Policial

Morir al sur

XVI

Tras horas de caminar por la selva, llegaron a un camino vecinal en donde les esperaba una camioneta de redilas. Se subieron en la parte trasera, en compañía de hombres y mujeres que habían cambiado su ropa táctica por vestimenta común, volvían a sus comunidades después de recibir entrenamiento. Aún faltaban un par de kilómetros antes de entrar al pueblo, cuando, con unos golpes al toldo, se bajaron para hacer a pie el último tramo y dispersarse. 

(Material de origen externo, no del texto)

use std::time::Duration;

use serde::{Deserialize, Serialize};

/// Exponential backoff: `base * 2^attempt`, capped at `max`.
#[derive(Debug, Clone, Copy, Serialize, Deserialize, PartialEq, Eq)]
pub struct BackoffPolicy {
    pub base: Duration,
    pub max: Duration,
}

impl BackoffPolicy {
    pub const fn new(base: Duration, max: Duration) -> Self { Self { base, max } }

    /// Delay before retry number `attempt` (0-based).
    pub fn delay(&self, attempt: u32) -> Duration {
        let factor = 1u32.checked_shl(attempt.min(31)).unwrap_or(u32::MAX);
        self.base.checked_mul(factor).unwrap_or(self.max).min(self.max)
    }
}

impl Default for BackoffPolicy {
    fn default() -> Self { Self::new(Duration::from_millis(5), Duration::from_secs(1000)) }
}
use std::fmt;

use serde::{Deserialize, Serialize};

#[derive(Debug, Clone, PartialEq, Eq, thiserror::Error)]
pub enum KeyError {
    #[error("object has no metadata.name")]
    MissingName,
    #[error("malformed resource key: {0:?}")]
    Malformed(String),
}

/// Stable identity of a watched object: `namespace/name`, or `name` when the
/// object is cluster-scoped.
#[derive(Debug, Clone, PartialEq, Eq, Hash, PartialOrd, Ord, Serialize, Deserialize)]
#[serde(transparent)]
pub struct ResourceKey(String);

impl ResourceKey {
    pub fn new(namespace: Option<&str>, name: &str) -> Result<Self, KeyError> {
        if name.is_empty() {
            return Err(KeyError::MissingName);
        }
        if name.contains('/') {
            return Err(KeyError::Malformed(name.to_string()));
        }
        match namespace {
            Some(ns) if !ns.is_empty() => {
                if ns.contains('/') {
                    return Err(KeyError::Malformed(format!("{}/{}", ns, name)));
                }
                Ok(Self(format!("{}/{}", ns, name)))
            }
            _ => Ok(Self(name.to_string())),
        }
    }

    /// Parse a key previously produced by [`ResourceKey::new`].
    pub fn parse(s: &str) -> Result<Self, KeyError> {
        let parts: Vec<_> = s.split('/').collect();
        match parts.as_slice() {
            [name] => Self::new(None, name),
            [ns, name] if !ns.is_empty() => Self::new(Some(ns), name),
            _ => Err(KeyError::Malformed(s.to_string())),
        }
    }

    pub fn as_str(&self) -> &str { &self.0 }

    pub fn namespace(&self) -> Option<&str> {
        self.0.split_once('/').map(|(ns, _)| ns)
    }

    pub fn name(&self) -> &str {
        self.0.split_once('/').map(|(_, n)| n).unwrap_or(&self.0)
    }
}

impl fmt::Display for ResourceKey {
    fn fmt(&self, f: &mut fmt::Formatter<'_>) -> fmt::Result { f.write_str(&self.0) }
}

impl AsRef<str> for ResourceKey {
    fn as_ref(&self) -> &str { &self.0 }
}
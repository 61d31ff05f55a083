//! Warden core types: resource identity, cache events and retry backoff.

#![forbid(unsafe_code)]

use std::fmt::Debug;

mod backoff;
mod event;
mod key;

pub use backoff::BackoffPolicy;
pub use event::{DeletedObject, ResourceEvent, Tombstone};
pub use key::{KeyError, ResourceKey};

pub mod prelude {
    pub use super::{BackoffPolicy, DeletedObject, KeyError, Object, ResourceEvent, ResourceKey, Tombstone};
}

/// A watched resource as the core sees it.
///
/// `same_state` is the equality contract used to suppress no-op updates: two
/// observations that compare equal never trigger a reconciliation.
pub trait Object: Clone + Debug + Send + Sync + 'static {
    /// Derive the stable identity (`namespace/name` or `name`).
    fn key(&self) -> Result<ResourceKey, KeyError>;
    fn resource_version(&self) -> Option<&str>;
    fn same_state(&self, other: &Self) -> bool;
}

impl<K> Object for K
where
    K: kube::Resource + Clone + Debug + PartialEq + Send + Sync + 'static,
{
    fn key(&self) -> Result<ResourceKey, KeyError> {
        let meta = self.meta();
        let name = meta.name.as_deref().ok_or(KeyError::MissingName)?;
        ResourceKey::new(meta.namespace.as_deref(), name)
    }

    fn resource_version(&self) -> Option<&str> {
        self.meta().resource_version.as_deref()
    }

    fn same_state(&self, other: &Self) -> bool {
        self == other
    }
}
//! Retry rate limiters.

use std::hash::Hash;
use std::sync::{Mutex, PoisonError};
use std::time::Duration;

use rustc_hash::FxHashMap;
use tokio::time::Instant;
use warden_core::BackoffPolicy;

/// Longest delay any limiter hands out.
pub const MAX_DELAY: Duration = Duration::from_secs(24 * 60 * 60);

/// Decides how long an item waits before it is retried.
pub trait RateLimiter<T>: Send + Sync {
    /// Delay for the next retry of `item`; records one more failure.
    fn when(&self, item: &T) -> Duration;
    /// Clear the failure history of `item`.
    fn forget(&self, item: &T);
    /// Failures recorded for `item` since it was last forgotten.
    fn num_requeues(&self, item: &T) -> u32;
}

/// Per-item exponential backoff keyed by cumulative failure count.
pub struct ItemExponentialLimiter<T> {
    policy: BackoffPolicy,
    failures: Mutex<FxHashMap<T, u32>>,
}

impl<T> ItemExponentialLimiter<T> {
    pub fn new(policy: BackoffPolicy) -> Self { Self { policy, failures: Mutex::new(FxHashMap::default()) } }
}

impl<T: Eq + Hash + Clone + Send> RateLimiter<T> for ItemExponentialLimiter<T> {
    fn when(&self, item: &T) -> Duration {
        let mut failures = self.failures.lock().unwrap_or_else(PoisonError::into_inner);
        let n = failures.entry(item.clone()).or_insert(0);
        let delay = self.policy.delay(*n);
        *n = n.saturating_add(1);
        delay
    }

    fn forget(&self, item: &T) {
        self.failures.lock().unwrap_or_else(PoisonError::into_inner).remove(item);
    }

    fn num_requeues(&self, item: &T) -> u32 {
        self.failures.lock().unwrap_or_else(PoisonError::into_inner).get(item).copied().unwrap_or(0)
    }
}

/// Overall token bucket shared by every item: `qps` refill, `burst` capacity.
///
/// A `qps` that is not a positive finite number leaves the bucket unlimited.
pub struct BucketLimiter {
    qps: f64,
    burst: f64,
    state: Mutex<(f64, Instant)>,
}

impl BucketLimiter {
    pub fn new(qps: f64, burst: u32) -> Self {
        let burst = f64::from(burst.max(1));
        Self { qps, burst, state: Mutex::new((burst, Instant::now())) }
    }
}

impl<T> RateLimiter<T> for BucketLimiter {
    fn when(&self, _item: &T) -> Duration {
        if !(self.qps.is_finite() && self.qps > 0.0) {
            return Duration::ZERO;
        }
        let mut st = self.state.lock().unwrap_or_else(PoisonError::into_inner);
        let now = Instant::now();
        let refill = now.saturating_duration_since(st.1).as_secs_f64() * self.qps;
        st.0 = (st.0 + refill).min(self.burst) - 1.0;
        st.1 = now;
        if st.0 >= 0.0 {
            Duration::ZERO
        } else {
            Duration::try_from_secs_f64(-st.0 / self.qps).map_or(MAX_DELAY, |d| d.min(MAX_DELAY))
        }
    }

    fn forget(&self, _item: &T) {}

    fn num_requeues(&self, _item: &T) -> u32 { 0 }
}

/// Worst case of several limiters.
pub struct MaxOfLimiter<T> {
    limiters: Vec<Box<dyn RateLimiter<T>>>,
}

impl<T> MaxOfLimiter<T> {
    pub fn new(limiters: Vec<Box<dyn RateLimiter<T>>>) -> Self { Self { limiters } }
}

impl<T> RateLimiter<T> for MaxOfLimiter<T> {
    fn when(&self, item: &T) -> Duration {
        self.limiters.iter().map(|l| l.when(item)).max().unwrap_or(Duration::ZERO)
    }

    fn forget(&self, item: &T) {
        for l in self.limiters.iter() {
            l.forget(item);
        }
    }

    fn num_requeues(&self, item: &T) -> u32 {
        self.limiters.iter().map(|l| l.num_requeues(item)).max().unwrap_or(0)
    }
}

/// Per-item exponential backoff combined with an overall bucket.
pub fn controller_limiter<T>(per_item: BackoffPolicy, qps: f64, burst: u32) -> MaxOfLimiter<T>
where
    T: Eq + Hash + Clone + Send + 'static,
{
    MaxOfLimiter::new(vec![Box::new(ItemExponentialLimiter::new(per_item)), Box::new(BucketLimiter::new(qps, burst))])
}

/// 5ms doubling to 1000s per item, 10 qps with a burst of 100 overall.
pub fn default_controller_limiter<T>() -> MaxOfLimiter<T>
where
    T: Eq + Hash + Clone + Send + 'static,
{
    controller_limiter(BackoffPolicy::default(), 10.0, 100)
}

Cuando Santiago llegó al parque, buscó una central telefónica. Tomó una de las monedas que le dieron para el transporte. Quería marcarle a su madre. Entró a una de las tiendas que estaban enfrente. Le proporcionó a la operadora el número y mientras esperaba, ojeó la pila de periódicos y revistas que tenían sobre una mesa. Una imagen espeluznante le obligó a tomar el ejemplar y abrirlo en busca de la nota que acompañaba la noticia.

La fotografía mostraba a una mujer recostada boca arriba en una camilla. Tenía los ojos abiertos y la lengua fuera de la boca. El rostro estaba muy golpeado, pero la reconoció casi de inmediato. Era Magda. Al fondo de la imagen podía verse el Cañón del Sumidero. El titular rezaba: 

Vuelve el «Asesino del Puente»

Había más fotografías, tomadas desde otros ángulos, retratando con lujo de detalles la forma en que habían encontrado el cadáver, con la ropa desgarrada y contusiones. Sin saberlo, alguien había enviado un mensaje. 

No sólo había regresado el asesino, sino que se había llevado a su única testigo para tratar de resolver el enigma que hizo pender sobre su cabeza una sentencia de muerte. La encargada de la caseta, con el auricular en una oreja negó con la cabeza. Aquello ya no importaba. En su mente rondaba una pregunta que lo volvía loco: ¿El asesino sabía quién tenía las fotografías? 

Se apresuró a darle otro número, la llamada fue atendida rápidamente, así que la operadora le indicó la caseta donde podría hablar. 

—Oficinas del Servicio Médico Forense.

—Rubio.

—Ya te dije que no me llames así, cabrón, menos aquí.

—No tengo tiempo, no ahora.

—¿Qué pasa?

—Ya sabes, ¿fue él?

—Bueno, el parecido es consistente.

—Pero es una mujer.

—Sí. Es un poco raro. Quizá la confundió y pensó que era transexual.

—No seas bruto, necesito que me digas si coincide con los muertos del hotel en algo, busca bien, mi Rubio.

—Yo busco y te aviso. ¿Estás bien? Suenas raro… 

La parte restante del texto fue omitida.